The U.S. Food and Drug Administration confirmed a shortage of the medication commonly referred to by the brand name Adderall.
“FDA is in frequent communication with all manufacturers of amphetamine mixed salts, and one of those companies, Teva, is experiencing ongoing intermittent manufacturing delays,” the FDA said in a statement on Wednesday. “Other manufacturers continue to produce amphetamine mixed salts, but there is not sufficient supply to continue to meet U.S. market demand through those producers.”
Health officials confirmed this week what people who treat or who have attention-deficit/hyperactivity disorder already know: There’s a nationwide shortage of Adderall, the drug widely prescribed for ADHD.
The immediate release formulation of amphetamine mixed salts, commonly known by the brand name Adderall or Adderall IR, is in short supply, the Food and Drug Administration said Wednesday.
There is an insufficient supply of the drug — demand for which has increased over the years — to continue to meet U.S. market demand through the manufacturers, the FDA said in a statement Wednesday.
●Teva Pharmaceutical Industries Ltd. in a statement to A News Source said it has “active supply of both branded Adderall and its generic version and continues to produce and refill the channel regularly at levels above historical demand.”
Millions of Americans use the stimulant to treat ADHD, with the pills helping those with the disorder concentrate and focus. Amid growing awareness and diagnoses of ADHD, demand for Adderall has escalated in recent years, although the drug is also known for being misused. “It is possible that some people may encounter a backorder (intermittently) based on timing and demand, but these are only temporary,” the company added in an emailed statement, adding that it expects “inventory recovery in the coming months.”

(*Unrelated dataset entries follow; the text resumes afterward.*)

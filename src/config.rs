//! CMS configuration (`cms.config.json`).
//!
//! The configuration names the target repository and branch, the content
//! directories with their article file and cache path, and optional webhook
//! endpoints. It is read once when the daemon starts and shared by `Arc`
//! afterwards; nothing in the process mutates it.

use serde::{Deserialize, Serialize};
use std::collections::HashSet;
use std::path::{Path, PathBuf};
use std::str::FromStr;
use thiserror::Error;

use crate::types::{ParseError, RepoKey, validate_directory};

/// File name looked up when no config path is given.
pub const DEFAULT_CONFIG_FILE: &str = "cms.config.json";

/// Schema file looked up next to the config file when `schemaPath` is unset.
pub const DEFAULT_SCHEMA_FILE: &str = "frontmatter.scheme.json";

const DEFAULT_ARTICLE_FILE: &str = "index.md";
const DEFAULT_API_BASE_URL: &str = "https://api.github.com";

/// Errors produced while loading or validating the configuration.
#[derive(Debug, Error)]
pub enum ConfigError {
    #[error("failed to read {path}: {source}")]
    Io {
        path: PathBuf,
        #[source]
        source: std::io::Error,
    },

    #[error("invalid config JSON: {0}")]
    Parse(#[from] serde_json::Error),

    #[error("invalid content directory '{directory}': {source}")]
    InvalidDirectory {
        directory: String,
        #[source]
        source: ParseError,
    },

    #[error("content directory '{0}' is listed more than once")]
    DuplicateDirectory(String),

    #[error("unsupported metaCache type '{kind}' for '{directory}' (only 'json')")]
    UnsupportedCacheType { directory: String, kind: String },
}

/// Top-level CMS configuration.
#[derive(Debug, Clone, PartialEq, Eq, Serialize, Deserialize)]
#[serde(rename_all = "camelCase")]
pub struct CmsConfig {
    /// Repository holding the content, `owner/repo`.
    pub target_repository: RepoKey,

    #[serde(default = "default_branch")]
    pub branch: String,

    /// Directory for drafts; treated as an extra content type.
    #[serde(default)]
    pub draft_directory: Option<String>,

    #[serde(default)]
    pub content: Vec<ContentType>,

    #[serde(default)]
    pub webhooks: Option<WebhookConfig>,

    /// Token used for GitHub API calls. `GITHUB_TOKEN` takes precedence.
    #[serde(default, skip_serializing)]
    pub github_token: Option<String>,

    #[serde(default = "default_api_base_url")]
    pub api_base_url: String,

    #[serde(default)]
    pub schema_path: Option<PathBuf>,

    /// Transport timeout for every HTTP call.
    #[serde(default = "default_http_timeout_secs")]
    pub http_timeout_secs: u64,
}

fn default_branch() -> String {
    "main".to_string()
}

fn default_api_base_url() -> String {
    DEFAULT_API_BASE_URL.to_string()
}

fn default_http_timeout_secs() -> u64 {
    30
}

fn default_article_file() -> String {
    DEFAULT_ARTICLE_FILE.to_string()
}

/// One content type: a directory of article folders.
#[derive(Debug, Clone, PartialEq, Eq, Serialize, Deserialize)]
#[serde(rename_all = "camelCase")]
pub struct ContentType {
    pub directory: String,

    #[serde(default = "default_article_file")]
    pub article_file: String,

    #[serde(default)]
    pub meta_cache: Option<MetaCache>,
}

/// Location of the per-directory read cache.
#[derive(Debug, Clone, PartialEq, Eq, Serialize, Deserialize)]
pub struct MetaCache {
    #[serde(rename = "type", default = "default_cache_kind")]
    pub kind: String,
    pub path: String,
}

fn default_cache_kind() -> String {
    "json".to_string()
}

impl ContentType {
    /// Content type with default article file and cache path.
    pub fn new(directory: impl Into<String>) -> Self {
        Self {
            directory: directory.into(),
            article_file: default_article_file(),
            meta_cache: None,
        }
    }

    /// Repository path of this directory's `index.json`.
    pub fn cache_path(&self) -> String {
        match &self.meta_cache {
            Some(cache) => cache.path.clone(),
            None => format!("{}/index.json", self.directory),
        }
    }
}

/// Outbound webhook settings.
#[derive(Debug, Clone, Default, PartialEq, Eq, Serialize, Deserialize)]
pub struct WebhookConfig {
    #[serde(default)]
    pub enabled: bool,

    /// HMAC key for signing payloads. `WEBHOOK_SECRET` takes precedence.
    #[serde(default, skip_serializing)]
    pub secret: Option<String>,

    #[serde(default)]
    pub endpoints: Vec<WebhookEndpoint>,
}

/// A single webhook receiver.
#[derive(Debug, Clone, Default, PartialEq, Eq, Serialize, Deserialize)]
pub struct WebhookEndpoint {
    #[serde(default)]
    pub name: String,

    #[serde(default)]
    pub url: String,

    /// Event types this endpoint wants; empty means all.
    #[serde(default)]
    pub events: Vec<String>,
}

impl FromStr for CmsConfig {
    type Err = ConfigError;

    fn from_str(data: &str) -> Result<Self, Self::Err> {
        let config: CmsConfig = serde_json::from_str(data)?;
        config.validate()?;
        Ok(config)
    }
}

impl CmsConfig {
    /// Read, validate and apply environment overrides.
    ///
    /// A relative `schemaPath` (or the default schema file) is resolved
    /// against the config file's directory.
    pub fn load(path: &Path) -> Result<Self, ConfigError> {
        let data = std::fs::read_to_string(path).map_err(|source| ConfigError::Io {
            path: path.to_path_buf(),
            source,
        })?;

        let mut config: CmsConfig = data.parse()?;
        config.apply_env(|key| std::env::var(key).ok());

        let base = path.parent().unwrap_or_else(|| Path::new("."));
        let schema = config
            .schema_path
            .take()
            .unwrap_or_else(|| PathBuf::from(DEFAULT_SCHEMA_FILE));
        config.schema_path = Some(if schema.is_absolute() {
            schema
        } else {
            base.join(schema)
        });

        log::debug!(
            "Loaded config for {} ({} content types)",
            config.target_repository,
            config.content_types().len()
        );
        Ok(config)
    }

    /// Apply `GITHUB_TOKEN` and `WEBHOOK_SECRET` from the given lookup.
    pub fn apply_env(&mut self, lookup: impl Fn(&str) -> Option<String>) {
        if let Some(token) = lookup("GITHUB_TOKEN").filter(|t| !t.is_empty()) {
            self.github_token = Some(token);
        }
        if let Some(secret) = lookup("WEBHOOK_SECRET").filter(|s| !s.is_empty()) {
            if let Some(webhooks) = self.webhooks.as_mut() {
                webhooks.secret = Some(secret);
            }
        }
    }

    fn validate(&self) -> Result<(), ConfigError> {
        let mut seen = HashSet::new();
        for content in &self.content {
            validate_directory(&content.directory).map_err(|source| {
                ConfigError::InvalidDirectory {
                    directory: content.directory.clone(),
                    source,
                }
            })?;
            if !seen.insert(content.directory.as_str()) {
                return Err(ConfigError::DuplicateDirectory(content.directory.clone()));
            }
            if let Some(cache) = &content.meta_cache {
                if cache.kind != "json" {
                    return Err(ConfigError::UnsupportedCacheType {
                        directory: content.directory.clone(),
                        kind: cache.kind.clone(),
                    });
                }
            }
        }

        if let Some(draft) = &self.draft_directory {
            validate_directory(draft).map_err(|source| ConfigError::InvalidDirectory {
                directory: draft.clone(),
                source,
            })?;
        }

        Ok(())
    }

    /// Configured content types plus the draft directory when it is not
    /// already one of them.
    pub fn content_types(&self) -> Vec<ContentType> {
        let mut types = self.content.clone();
        if let Some(draft) = &self.draft_directory {
            if !types.iter().any(|c| &c.directory == draft) {
                types.push(ContentType::new(draft.clone()));
            }
        }
        types
    }

    /// Look up the content type responsible for `directory`.
    pub fn content_type(&self, directory: &str) -> Option<ContentType> {
        self.content_types()
            .into_iter()
            .find(|c| c.directory == directory)
    }
}

/// Resolve the config path: explicit flag, then `INKRAFT_CONFIG`, then the
/// working directory.
pub fn resolve_config_path(explicit: Option<PathBuf>) -> PathBuf {
    explicit
        .or_else(|| std::env::var_os("INKRAFT_CONFIG").map(PathBuf::from))
        .unwrap_or_else(|| PathBuf::from(DEFAULT_CONFIG_FILE))
}

#[cfg(test)]
mod tests {
    use super::*;
    use pretty_assertions::assert_eq;

    const SAMPLE: &str = r#"{
        "targetRepository": "octocat/blog",
        "branch": "content",
        "draftDirectory": "drafts",
        "content": [
            { "directory": "posts", "articleFile": "index.md",
              "metaCache": { "type": "json", "path": "posts/index.json" } },
            { "directory": "scraps" }
        ],
        "webhooks": {
            "enabled": true,
            "secret": "from-file",
            "endpoints": [{ "name": "vercel", "url": "https://hooks.example/deploy", "events": ["create"] }]
        }
    }"#;

    #[test]
    fn parses_sample_config() {
        let config: CmsConfig = SAMPLE.parse().unwrap();

        assert_eq!(config.target_repository.to_string(), "octocat/blog");
        assert_eq!(config.branch, "content");
        assert_eq!(config.content.len(), 2);
        assert_eq!(config.content[1].article_file, "index.md");
        assert_eq!(config.content[1].cache_path(), "scraps/index.json");
        assert_eq!(config.api_base_url, "https://api.github.com");
        assert_eq!(config.http_timeout_secs, 30);

        let webhooks = config.webhooks.unwrap();
        assert!(webhooks.enabled);
        assert_eq!(webhooks.endpoints[0].events, vec!["create".to_string()]);
    }

    #[test]
    fn branch_defaults_to_main() {
        let config: CmsConfig = r#"{ "targetRepository": "a/b" }"#.parse().unwrap();
        assert_eq!(config.branch, "main");
        assert!(config.content_types().is_empty());
    }

    #[test]
    fn draft_directory_is_appended_once() {
        let config: CmsConfig = SAMPLE.parse().unwrap();
        let dirs: Vec<String> = config
            .content_types()
            .into_iter()
            .map(|c| c.directory)
            .collect();
        assert_eq!(dirs, vec!["posts", "scraps", "drafts"]);

        let listed: CmsConfig = r#"{
            "targetRepository": "a/b",
            "draftDirectory": "posts",
            "content": [{ "directory": "posts" }]
        }"#
        .parse()
        .unwrap();
        assert_eq!(listed.content_types().len(), 1);
    }

    #[test]
    fn draft_content_type_uses_defaults() {
        let config: CmsConfig = SAMPLE.parse().unwrap();
        let drafts = config.content_type("drafts").unwrap();
        assert_eq!(drafts.article_file, "index.md");
        assert_eq!(drafts.cache_path(), "drafts/index.json");
        assert!(config.content_type("missing").is_none());
    }

    #[test]
    fn rejects_invalid_repository() {
        let result = r#"{ "targetRepository": "no-slash" }"#.parse::<CmsConfig>();
        assert!(matches!(result, Err(ConfigError::Parse(_))));
    }

    #[test]
    fn rejects_duplicate_directory() {
        let result = r#"{
            "targetRepository": "a/b",
            "content": [{ "directory": "posts" }, { "directory": "posts" }]
        }"#
        .parse::<CmsConfig>();
        assert!(matches!(result, Err(ConfigError::DuplicateDirectory(d)) if d == "posts"));
    }

    #[test]
    fn rejects_parent_directory() {
        let result = r#"{
            "targetRepository": "a/b",
            "content": [{ "directory": "../etc" }]
        }"#
        .parse::<CmsConfig>();
        assert!(matches!(result, Err(ConfigError::InvalidDirectory { .. })));
    }

    #[test]
    fn rejects_non_json_cache() {
        let result = r#"{
            "targetRepository": "a/b",
            "content": [{ "directory": "posts", "metaCache": { "type": "yaml", "path": "posts/index.yaml" } }]
        }"#
        .parse::<CmsConfig>();
        assert!(matches!(result, Err(ConfigError::UnsupportedCacheType { .. })));
    }

    #[test]
    fn env_overrides_token_and_secret() {
        let mut config: CmsConfig = SAMPLE.parse().unwrap();
        config.apply_env(|key| match key {
            "GITHUB_TOKEN" => Some("ghp_env".to_string()),
            "WEBHOOK_SECRET" => Some("from-env".to_string()),
            _ => None,
        });

        assert_eq!(config.github_token.as_deref(), Some("ghp_env"));
        assert_eq!(
            config.webhooks.unwrap().secret.as_deref(),
            Some("from-env")
        );
    }

    #[test]
    fn load_resolves_schema_next_to_config() {
        let dir = tempfile::tempdir().unwrap();
        let path = dir.path().join(DEFAULT_CONFIG_FILE);
        std::fs::write(&path, SAMPLE).unwrap();

        let config = CmsConfig::load(&path).unwrap();
        assert_eq!(
            config.schema_path.unwrap(),
            dir.path().join(DEFAULT_SCHEMA_FILE)
        );
    }

    #[test]
    fn load_reports_missing_file() {
        let dir = tempfile::tempdir().unwrap();
        let result = CmsConfig::load(&dir.path().join("nope.json"));
        assert!(matches!(result, Err(ConfigError::Io { .. })));
    }
}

●Amphetamine mixed salts, including Adderall, are approved by the FDA for patients with attention deficit hyperactivity disorder (ADHD) and narcolepsy. The FDA noted that, while the shortage is addressed, there are some possible alternatives for people who need the medication, such as extended-release versions of amphetamine mixed salts.
In early August, Teva told to a respective source that the shortage was being caused by issues occurring at one manufacturing facility. The company warned at the time that these disruptions could lead to shortages going into the fall, which is what appears to have happened.
Many of Teva’s mixed amphetamine salts products are backordered, with most supplies not expected to be recovered until March 2023.